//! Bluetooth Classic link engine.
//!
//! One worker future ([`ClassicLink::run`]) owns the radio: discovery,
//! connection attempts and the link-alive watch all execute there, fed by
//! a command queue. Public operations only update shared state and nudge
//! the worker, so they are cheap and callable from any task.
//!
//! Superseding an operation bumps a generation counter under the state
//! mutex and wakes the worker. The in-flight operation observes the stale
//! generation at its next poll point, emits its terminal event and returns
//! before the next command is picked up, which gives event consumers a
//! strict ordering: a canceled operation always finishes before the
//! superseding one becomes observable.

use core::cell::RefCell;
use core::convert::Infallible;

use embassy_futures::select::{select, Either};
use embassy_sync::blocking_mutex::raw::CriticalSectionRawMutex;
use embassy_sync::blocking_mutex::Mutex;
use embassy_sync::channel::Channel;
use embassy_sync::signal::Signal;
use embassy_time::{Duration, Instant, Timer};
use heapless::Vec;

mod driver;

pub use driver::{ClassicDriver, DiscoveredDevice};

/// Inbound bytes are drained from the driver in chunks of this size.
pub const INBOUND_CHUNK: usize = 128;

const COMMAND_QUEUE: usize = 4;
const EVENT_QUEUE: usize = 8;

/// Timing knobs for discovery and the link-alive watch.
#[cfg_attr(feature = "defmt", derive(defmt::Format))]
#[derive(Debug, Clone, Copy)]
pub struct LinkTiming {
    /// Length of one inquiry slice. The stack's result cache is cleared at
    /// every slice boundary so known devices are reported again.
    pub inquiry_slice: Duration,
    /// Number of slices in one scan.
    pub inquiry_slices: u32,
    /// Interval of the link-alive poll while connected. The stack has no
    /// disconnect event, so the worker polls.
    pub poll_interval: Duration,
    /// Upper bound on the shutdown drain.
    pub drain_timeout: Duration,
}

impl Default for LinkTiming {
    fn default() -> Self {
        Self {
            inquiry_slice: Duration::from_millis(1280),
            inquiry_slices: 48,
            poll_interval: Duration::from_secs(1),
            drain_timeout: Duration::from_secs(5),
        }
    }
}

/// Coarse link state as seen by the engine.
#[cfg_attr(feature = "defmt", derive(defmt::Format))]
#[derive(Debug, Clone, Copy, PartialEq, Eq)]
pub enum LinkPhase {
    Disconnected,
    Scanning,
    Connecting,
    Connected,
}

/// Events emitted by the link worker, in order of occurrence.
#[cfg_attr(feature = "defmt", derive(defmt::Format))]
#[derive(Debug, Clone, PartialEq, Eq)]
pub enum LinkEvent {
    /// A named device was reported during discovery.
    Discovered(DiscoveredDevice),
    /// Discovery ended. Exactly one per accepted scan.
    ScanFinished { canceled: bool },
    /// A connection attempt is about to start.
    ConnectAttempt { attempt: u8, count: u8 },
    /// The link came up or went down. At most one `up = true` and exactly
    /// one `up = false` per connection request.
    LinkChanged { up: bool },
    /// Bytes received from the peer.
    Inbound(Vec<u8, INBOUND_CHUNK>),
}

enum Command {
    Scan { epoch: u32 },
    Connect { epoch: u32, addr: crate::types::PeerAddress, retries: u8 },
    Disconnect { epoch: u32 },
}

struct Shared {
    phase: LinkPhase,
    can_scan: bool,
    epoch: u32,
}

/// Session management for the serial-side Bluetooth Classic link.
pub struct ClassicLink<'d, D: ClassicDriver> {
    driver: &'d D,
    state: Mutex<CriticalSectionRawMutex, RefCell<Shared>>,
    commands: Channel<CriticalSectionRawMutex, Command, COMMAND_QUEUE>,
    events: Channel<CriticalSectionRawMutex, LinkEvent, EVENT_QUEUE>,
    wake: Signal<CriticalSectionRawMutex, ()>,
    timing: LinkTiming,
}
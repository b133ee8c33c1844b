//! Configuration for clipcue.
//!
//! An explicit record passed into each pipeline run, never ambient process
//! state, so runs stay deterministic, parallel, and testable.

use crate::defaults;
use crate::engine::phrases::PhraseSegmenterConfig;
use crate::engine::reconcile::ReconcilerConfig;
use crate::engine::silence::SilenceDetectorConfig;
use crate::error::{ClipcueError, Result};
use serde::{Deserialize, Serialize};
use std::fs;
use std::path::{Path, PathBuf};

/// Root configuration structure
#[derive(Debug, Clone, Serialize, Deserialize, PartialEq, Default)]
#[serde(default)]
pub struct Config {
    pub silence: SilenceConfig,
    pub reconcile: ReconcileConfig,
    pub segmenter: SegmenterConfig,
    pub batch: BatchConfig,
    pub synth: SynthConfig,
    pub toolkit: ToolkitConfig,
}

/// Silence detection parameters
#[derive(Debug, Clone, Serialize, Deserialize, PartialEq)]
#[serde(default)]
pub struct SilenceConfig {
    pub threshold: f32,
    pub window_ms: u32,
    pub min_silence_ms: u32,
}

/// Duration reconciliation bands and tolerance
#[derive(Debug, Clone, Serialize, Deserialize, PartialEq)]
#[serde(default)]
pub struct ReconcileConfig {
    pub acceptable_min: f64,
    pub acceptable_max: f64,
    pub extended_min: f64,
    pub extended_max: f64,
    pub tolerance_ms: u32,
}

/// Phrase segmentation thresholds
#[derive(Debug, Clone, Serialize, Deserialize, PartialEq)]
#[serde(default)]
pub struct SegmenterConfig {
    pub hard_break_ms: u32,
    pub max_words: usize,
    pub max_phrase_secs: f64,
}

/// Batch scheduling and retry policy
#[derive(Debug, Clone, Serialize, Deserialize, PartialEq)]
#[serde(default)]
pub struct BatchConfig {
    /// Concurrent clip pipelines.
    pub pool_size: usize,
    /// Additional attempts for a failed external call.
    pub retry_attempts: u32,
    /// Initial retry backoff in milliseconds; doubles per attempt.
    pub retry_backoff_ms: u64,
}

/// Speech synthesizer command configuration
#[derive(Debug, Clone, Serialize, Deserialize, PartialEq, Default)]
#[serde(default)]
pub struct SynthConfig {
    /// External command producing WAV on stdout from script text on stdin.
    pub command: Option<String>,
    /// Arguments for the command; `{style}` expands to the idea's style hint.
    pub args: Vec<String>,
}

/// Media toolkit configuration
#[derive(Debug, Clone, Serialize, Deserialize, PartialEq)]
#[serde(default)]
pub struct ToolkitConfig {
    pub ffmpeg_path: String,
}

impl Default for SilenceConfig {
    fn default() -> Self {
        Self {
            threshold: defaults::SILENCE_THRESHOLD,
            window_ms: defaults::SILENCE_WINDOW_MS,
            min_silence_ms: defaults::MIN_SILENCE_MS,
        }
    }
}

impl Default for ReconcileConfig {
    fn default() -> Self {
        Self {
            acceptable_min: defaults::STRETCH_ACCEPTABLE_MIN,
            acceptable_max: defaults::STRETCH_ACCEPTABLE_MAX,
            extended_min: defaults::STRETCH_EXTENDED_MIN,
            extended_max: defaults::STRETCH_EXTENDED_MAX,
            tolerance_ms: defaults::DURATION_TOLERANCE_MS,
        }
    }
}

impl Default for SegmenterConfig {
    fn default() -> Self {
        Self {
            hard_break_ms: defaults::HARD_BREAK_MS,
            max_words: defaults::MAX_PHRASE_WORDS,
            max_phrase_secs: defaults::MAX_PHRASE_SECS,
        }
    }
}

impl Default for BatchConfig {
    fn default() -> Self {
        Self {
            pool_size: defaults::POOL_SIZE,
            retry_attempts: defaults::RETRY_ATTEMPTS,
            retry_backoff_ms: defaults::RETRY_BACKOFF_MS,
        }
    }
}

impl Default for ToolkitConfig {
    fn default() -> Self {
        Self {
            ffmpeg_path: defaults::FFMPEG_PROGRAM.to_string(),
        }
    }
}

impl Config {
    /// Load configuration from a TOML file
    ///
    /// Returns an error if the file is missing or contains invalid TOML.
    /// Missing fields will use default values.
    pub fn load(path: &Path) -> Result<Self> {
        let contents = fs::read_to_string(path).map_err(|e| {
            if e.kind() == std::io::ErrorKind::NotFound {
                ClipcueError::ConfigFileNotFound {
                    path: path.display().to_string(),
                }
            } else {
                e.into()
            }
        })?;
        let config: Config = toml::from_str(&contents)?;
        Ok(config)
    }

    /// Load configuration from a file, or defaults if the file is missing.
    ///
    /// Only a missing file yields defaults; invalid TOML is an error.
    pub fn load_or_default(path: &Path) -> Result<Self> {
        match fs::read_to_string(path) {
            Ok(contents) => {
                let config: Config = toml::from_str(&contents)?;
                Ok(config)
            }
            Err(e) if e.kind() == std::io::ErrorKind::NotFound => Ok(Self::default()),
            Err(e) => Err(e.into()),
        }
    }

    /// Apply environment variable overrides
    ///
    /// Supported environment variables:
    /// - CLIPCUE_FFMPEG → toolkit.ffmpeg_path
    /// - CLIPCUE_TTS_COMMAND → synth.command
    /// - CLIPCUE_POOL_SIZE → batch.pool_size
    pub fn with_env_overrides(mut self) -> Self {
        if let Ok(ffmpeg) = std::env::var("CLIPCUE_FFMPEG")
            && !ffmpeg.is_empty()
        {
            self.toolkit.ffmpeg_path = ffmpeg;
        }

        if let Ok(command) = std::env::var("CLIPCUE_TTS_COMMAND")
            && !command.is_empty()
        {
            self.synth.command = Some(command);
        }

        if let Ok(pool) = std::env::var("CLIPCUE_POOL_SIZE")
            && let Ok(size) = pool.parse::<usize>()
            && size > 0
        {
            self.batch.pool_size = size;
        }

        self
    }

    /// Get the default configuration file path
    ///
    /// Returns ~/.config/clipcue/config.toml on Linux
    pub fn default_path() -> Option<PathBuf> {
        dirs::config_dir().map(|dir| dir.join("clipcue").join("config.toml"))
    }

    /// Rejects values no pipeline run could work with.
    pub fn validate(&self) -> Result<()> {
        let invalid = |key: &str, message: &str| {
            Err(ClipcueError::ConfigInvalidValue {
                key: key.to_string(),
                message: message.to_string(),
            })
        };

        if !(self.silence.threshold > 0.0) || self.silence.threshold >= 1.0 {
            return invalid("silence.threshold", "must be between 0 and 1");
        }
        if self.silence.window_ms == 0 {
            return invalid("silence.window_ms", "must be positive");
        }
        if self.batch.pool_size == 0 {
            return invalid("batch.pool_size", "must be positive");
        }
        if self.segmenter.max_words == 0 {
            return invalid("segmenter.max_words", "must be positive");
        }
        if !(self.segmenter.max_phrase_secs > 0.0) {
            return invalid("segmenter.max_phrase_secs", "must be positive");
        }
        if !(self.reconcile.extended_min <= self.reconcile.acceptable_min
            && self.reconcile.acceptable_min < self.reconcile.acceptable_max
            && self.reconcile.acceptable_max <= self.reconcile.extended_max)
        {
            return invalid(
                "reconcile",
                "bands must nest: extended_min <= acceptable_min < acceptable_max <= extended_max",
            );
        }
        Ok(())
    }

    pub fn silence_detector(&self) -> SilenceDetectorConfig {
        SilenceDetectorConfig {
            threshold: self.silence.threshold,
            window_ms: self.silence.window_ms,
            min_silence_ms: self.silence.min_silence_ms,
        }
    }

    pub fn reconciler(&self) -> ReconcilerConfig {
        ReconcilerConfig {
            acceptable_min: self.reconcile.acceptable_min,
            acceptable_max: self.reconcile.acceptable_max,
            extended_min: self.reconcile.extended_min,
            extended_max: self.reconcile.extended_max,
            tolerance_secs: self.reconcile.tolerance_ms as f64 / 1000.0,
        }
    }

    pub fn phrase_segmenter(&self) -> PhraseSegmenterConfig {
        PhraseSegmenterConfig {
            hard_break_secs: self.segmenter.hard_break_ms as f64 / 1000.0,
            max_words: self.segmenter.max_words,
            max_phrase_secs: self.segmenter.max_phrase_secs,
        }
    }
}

...

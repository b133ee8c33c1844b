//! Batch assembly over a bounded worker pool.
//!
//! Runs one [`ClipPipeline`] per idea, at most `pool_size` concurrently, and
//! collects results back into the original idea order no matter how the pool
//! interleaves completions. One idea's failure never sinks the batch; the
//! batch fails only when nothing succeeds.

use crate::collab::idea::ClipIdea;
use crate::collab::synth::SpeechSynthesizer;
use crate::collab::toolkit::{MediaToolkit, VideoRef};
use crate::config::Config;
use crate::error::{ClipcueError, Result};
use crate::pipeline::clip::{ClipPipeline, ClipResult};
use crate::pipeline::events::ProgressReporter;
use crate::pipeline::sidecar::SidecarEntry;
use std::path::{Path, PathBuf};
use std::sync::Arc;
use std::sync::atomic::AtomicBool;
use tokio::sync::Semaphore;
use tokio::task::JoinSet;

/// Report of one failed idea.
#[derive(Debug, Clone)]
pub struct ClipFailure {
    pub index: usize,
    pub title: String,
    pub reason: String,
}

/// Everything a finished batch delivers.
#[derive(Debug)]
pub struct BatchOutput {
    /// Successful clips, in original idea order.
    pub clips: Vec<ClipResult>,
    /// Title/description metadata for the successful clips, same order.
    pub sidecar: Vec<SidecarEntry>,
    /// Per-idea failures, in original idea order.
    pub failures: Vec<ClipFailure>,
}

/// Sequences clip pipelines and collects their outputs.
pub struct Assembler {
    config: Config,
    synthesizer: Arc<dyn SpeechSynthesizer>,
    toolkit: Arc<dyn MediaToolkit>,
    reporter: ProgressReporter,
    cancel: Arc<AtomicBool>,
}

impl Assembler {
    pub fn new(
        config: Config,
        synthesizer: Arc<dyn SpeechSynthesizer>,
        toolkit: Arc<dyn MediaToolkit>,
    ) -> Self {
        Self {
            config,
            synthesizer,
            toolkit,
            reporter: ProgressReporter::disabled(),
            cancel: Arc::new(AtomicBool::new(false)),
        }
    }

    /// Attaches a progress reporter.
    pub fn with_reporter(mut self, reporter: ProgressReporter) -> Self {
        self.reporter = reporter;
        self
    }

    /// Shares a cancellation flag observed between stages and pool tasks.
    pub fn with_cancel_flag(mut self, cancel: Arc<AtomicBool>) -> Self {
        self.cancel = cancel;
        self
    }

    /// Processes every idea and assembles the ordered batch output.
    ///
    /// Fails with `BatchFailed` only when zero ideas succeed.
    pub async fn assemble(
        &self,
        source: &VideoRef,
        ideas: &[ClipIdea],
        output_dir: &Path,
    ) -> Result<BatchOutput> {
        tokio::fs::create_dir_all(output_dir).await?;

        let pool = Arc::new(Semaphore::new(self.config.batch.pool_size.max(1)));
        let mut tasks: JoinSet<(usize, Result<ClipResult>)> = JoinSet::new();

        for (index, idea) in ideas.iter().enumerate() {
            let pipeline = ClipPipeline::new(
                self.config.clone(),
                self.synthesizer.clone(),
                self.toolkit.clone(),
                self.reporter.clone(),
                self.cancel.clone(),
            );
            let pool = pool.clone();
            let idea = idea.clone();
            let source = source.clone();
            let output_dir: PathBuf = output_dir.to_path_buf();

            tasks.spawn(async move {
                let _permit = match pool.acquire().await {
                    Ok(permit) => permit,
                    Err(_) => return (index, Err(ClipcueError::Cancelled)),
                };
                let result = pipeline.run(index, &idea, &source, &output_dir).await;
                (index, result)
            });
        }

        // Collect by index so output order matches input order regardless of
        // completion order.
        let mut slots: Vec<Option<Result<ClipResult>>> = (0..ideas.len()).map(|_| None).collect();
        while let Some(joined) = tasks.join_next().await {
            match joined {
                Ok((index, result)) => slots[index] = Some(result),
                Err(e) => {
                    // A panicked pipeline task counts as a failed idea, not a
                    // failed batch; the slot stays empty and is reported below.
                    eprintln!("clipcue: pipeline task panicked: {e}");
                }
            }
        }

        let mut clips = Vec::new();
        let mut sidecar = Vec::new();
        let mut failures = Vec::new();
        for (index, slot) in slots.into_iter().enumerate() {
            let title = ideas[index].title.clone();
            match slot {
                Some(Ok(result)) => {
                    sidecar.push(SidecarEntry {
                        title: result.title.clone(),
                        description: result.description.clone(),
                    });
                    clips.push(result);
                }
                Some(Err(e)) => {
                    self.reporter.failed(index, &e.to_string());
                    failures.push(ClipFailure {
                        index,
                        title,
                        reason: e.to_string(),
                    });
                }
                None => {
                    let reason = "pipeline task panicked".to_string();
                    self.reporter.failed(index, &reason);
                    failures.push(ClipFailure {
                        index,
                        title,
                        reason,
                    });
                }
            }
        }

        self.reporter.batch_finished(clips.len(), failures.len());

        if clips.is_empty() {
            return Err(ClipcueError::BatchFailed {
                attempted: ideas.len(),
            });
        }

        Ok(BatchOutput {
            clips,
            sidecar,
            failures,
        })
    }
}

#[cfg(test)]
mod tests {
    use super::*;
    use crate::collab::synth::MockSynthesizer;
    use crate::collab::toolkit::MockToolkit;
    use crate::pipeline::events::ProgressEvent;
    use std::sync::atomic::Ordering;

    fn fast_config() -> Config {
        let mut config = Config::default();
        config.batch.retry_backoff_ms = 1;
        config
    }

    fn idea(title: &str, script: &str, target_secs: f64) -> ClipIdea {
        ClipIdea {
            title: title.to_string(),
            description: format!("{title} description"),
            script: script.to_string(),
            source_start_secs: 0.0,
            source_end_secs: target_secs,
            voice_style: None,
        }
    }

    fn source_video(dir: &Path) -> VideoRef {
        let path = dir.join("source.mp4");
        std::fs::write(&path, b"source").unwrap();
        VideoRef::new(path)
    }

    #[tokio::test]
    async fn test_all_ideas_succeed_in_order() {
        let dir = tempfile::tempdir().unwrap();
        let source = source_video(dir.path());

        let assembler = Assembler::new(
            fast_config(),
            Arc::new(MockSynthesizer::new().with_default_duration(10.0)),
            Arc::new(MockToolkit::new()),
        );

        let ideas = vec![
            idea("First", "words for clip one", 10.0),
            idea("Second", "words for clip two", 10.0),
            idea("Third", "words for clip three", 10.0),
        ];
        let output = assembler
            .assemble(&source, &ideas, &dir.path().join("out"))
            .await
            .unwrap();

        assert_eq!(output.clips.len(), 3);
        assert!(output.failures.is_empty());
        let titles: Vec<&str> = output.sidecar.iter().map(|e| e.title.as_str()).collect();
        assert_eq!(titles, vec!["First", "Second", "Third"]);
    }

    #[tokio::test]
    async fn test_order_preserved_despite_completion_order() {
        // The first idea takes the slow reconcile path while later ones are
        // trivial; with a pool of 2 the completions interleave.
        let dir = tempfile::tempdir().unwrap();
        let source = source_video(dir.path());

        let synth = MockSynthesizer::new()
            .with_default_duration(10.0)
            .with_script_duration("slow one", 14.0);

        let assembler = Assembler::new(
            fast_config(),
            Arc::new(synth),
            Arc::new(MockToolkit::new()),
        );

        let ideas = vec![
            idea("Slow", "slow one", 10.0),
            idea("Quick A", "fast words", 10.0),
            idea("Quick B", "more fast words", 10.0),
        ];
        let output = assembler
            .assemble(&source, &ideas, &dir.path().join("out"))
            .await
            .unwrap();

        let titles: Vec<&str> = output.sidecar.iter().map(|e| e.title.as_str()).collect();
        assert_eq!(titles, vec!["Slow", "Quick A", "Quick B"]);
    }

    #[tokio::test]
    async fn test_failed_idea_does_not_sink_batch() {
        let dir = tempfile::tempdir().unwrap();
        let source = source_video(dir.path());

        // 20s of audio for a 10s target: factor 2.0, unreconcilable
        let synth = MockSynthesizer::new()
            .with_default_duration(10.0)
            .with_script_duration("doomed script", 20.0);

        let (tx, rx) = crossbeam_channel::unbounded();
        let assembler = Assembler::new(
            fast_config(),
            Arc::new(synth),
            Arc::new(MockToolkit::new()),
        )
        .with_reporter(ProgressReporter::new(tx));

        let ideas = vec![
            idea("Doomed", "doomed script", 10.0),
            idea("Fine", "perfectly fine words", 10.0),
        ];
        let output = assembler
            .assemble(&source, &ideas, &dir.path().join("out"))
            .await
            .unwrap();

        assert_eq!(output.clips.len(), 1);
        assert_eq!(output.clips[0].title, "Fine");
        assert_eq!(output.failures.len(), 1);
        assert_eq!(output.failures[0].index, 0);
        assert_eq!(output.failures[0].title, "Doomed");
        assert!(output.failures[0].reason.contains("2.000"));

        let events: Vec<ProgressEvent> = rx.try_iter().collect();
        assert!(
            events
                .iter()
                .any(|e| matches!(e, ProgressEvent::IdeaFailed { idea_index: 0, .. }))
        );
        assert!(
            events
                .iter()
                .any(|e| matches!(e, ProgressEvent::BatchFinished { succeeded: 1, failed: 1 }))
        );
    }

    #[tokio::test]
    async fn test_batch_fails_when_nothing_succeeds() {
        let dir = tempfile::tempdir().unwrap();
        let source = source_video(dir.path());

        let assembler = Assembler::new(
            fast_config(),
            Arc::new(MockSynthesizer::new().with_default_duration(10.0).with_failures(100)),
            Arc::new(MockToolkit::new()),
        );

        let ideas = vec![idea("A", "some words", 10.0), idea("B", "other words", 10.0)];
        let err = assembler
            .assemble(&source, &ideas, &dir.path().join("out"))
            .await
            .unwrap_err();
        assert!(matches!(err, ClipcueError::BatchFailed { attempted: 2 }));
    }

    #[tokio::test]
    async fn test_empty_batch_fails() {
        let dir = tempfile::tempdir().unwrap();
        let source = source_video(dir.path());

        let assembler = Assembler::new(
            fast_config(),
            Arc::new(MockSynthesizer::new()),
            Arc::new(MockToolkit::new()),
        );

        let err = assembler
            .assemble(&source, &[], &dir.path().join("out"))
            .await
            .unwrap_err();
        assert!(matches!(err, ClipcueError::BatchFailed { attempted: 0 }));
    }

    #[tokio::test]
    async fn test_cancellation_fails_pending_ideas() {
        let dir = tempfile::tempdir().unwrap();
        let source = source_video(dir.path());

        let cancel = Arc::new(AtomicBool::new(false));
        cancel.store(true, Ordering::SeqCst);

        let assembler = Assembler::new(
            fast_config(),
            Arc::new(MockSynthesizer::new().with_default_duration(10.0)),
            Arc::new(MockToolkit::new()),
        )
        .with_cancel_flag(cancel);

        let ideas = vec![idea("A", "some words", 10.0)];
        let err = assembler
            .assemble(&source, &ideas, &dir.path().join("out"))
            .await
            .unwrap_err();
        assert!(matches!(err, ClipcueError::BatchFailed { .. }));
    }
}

#### [Your task]
Lines to set down from above: the line with "Classic link engine.", the line with "are reported again.", and every line between, each exactly as written.

#### [Worked solution]
//! Bluetooth Classic link engine.
//!
//! One worker future ([`ClassicLink::run`]) owns the radio: discovery,
//! connection attempts and the link-alive watch all execute there, fed by
//! a command queue. Public operations only update shared state and nudge
//! the worker, so they are cheap and callable from any task.
//!
//! Superseding an operation bumps a generation counter under the state
//! mutex and wakes the worker. The in-flight operation observes the stale
//! generation at its next poll point, emits its terminal event and returns
//! before the next command is picked up, which gives event consumers a
//! strict ordering: a canceled operation always finishes before the
//! superseding one becomes observable.

use core::cell::RefCell;
use core::convert::Infallible;

use embassy_futures::select::{select, Either};
use embassy_sync::blocking_mutex::raw::CriticalSectionRawMutex;
use embassy_sync::blocking_mutex::Mutex;
use embassy_sync::channel::Channel;
use embassy_sync::signal::Signal;
use embassy_time::{Duration, Instant, Timer};
use heapless::Vec;

mod driver;

pub use driver::{ClassicDriver, DiscoveredDevice};

/// Inbound bytes are drained from the driver in chunks of this size.
pub const INBOUND_CHUNK: usize = 128;

const COMMAND_QUEUE: usize = 4;
const EVENT_QUEUE: usize = 8;

/// Timing knobs for discovery and the link-alive watch.
#[cfg_attr(feature = "defmt", derive(defmt::Format))]
#[derive(Debug, Clone, Copy)]
pub struct LinkTiming {
    /// Length of one inquiry slice. The stack's result cache is cleared at
    /// every slice boundary so known devices are reported again.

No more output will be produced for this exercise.